### [Activity]
Restate word for word the lines of the records below, starting at the line that contains "#[derive(Clone, Debug, Error, PartialEq, Eq)]" and ending at the line that contains "fn check_arity(tokens: &[Bytes], expected: usize)", with both of those lines included and nothing else.

### [Available data]
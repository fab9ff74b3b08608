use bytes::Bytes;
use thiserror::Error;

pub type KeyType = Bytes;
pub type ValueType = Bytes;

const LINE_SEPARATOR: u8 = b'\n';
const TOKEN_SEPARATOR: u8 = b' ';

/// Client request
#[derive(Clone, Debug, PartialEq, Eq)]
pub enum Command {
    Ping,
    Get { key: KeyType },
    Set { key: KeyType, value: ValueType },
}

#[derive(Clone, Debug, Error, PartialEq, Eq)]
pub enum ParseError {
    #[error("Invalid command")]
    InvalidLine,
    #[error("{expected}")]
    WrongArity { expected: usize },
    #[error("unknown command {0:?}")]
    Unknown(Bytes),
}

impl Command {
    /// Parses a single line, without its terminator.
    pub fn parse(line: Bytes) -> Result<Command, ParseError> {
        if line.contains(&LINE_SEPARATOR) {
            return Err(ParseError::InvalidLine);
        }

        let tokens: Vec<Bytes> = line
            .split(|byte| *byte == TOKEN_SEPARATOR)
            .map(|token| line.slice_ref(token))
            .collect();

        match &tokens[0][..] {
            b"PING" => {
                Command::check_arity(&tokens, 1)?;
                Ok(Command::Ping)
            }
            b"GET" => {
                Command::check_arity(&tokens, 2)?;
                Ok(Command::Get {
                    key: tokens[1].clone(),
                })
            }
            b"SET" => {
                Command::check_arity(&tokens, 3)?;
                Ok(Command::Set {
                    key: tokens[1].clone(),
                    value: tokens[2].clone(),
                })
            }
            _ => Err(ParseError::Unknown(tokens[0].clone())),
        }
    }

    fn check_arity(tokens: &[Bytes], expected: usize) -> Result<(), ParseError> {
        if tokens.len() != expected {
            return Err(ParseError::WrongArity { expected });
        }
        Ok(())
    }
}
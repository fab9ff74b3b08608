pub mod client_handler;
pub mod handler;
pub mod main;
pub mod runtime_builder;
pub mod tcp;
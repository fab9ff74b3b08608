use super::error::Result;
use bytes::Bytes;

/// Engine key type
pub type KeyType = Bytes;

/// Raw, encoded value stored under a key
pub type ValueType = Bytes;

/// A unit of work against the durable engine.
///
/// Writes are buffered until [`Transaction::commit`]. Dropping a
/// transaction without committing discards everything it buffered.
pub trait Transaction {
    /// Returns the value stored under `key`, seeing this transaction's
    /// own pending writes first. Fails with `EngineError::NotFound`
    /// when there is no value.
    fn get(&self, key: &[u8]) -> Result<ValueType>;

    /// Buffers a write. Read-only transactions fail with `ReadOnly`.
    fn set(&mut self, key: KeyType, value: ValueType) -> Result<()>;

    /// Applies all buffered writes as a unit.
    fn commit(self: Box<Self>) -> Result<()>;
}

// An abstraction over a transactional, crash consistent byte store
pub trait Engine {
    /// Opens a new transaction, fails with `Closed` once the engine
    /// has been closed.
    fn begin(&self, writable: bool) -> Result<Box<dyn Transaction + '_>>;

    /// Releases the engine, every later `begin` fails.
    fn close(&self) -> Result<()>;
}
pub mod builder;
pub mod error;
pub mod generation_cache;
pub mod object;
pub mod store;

### [Output of the task]
#[derive(Clone, Debug, Error, PartialEq, Eq)]
pub enum ParseError {
    #[error("Invalid command")]
    InvalidLine,
    #[error("{expected}")]
    WrongArity { expected: usize },
    #[error("unknown command {0:?}")]
    Unknown(Bytes),
}

impl Command {
    /// Parses a single line, without its terminator.
    pub fn parse(line: Bytes) -> Result<Command, ParseError> {
        if line.contains(&LINE_SEPARATOR) {
            return Err(ParseError::InvalidLine);
        }

        let tokens: Vec<Bytes> = line
            .split(|byte| *byte == TOKEN_SEPARATOR)
            .map(|token| line.slice_ref(token))
            .collect();

        match &tokens[0][..] {
            b"PING" => {
                Command::check_arity(&tokens, 1)?;
                Ok(Command::Ping)
            }
            b"GET" => {
                Command::check_arity(&tokens, 2)?;
                Ok(Command::Get {
                    key: tokens[1].clone(),
                })
            }
            b"SET" => {
                Command::check_arity(&tokens, 3)?;
                Ok(Command::Set {
                    key: tokens[1].clone(),
                    value: tokens[2].clone(),
                })
            }
            _ => Err(ParseError::Unknown(tokens[0].clone())),
        }
    }

    fn check_arity(tokens: &[Bytes], expected: usize) -> Result<(), ParseError> {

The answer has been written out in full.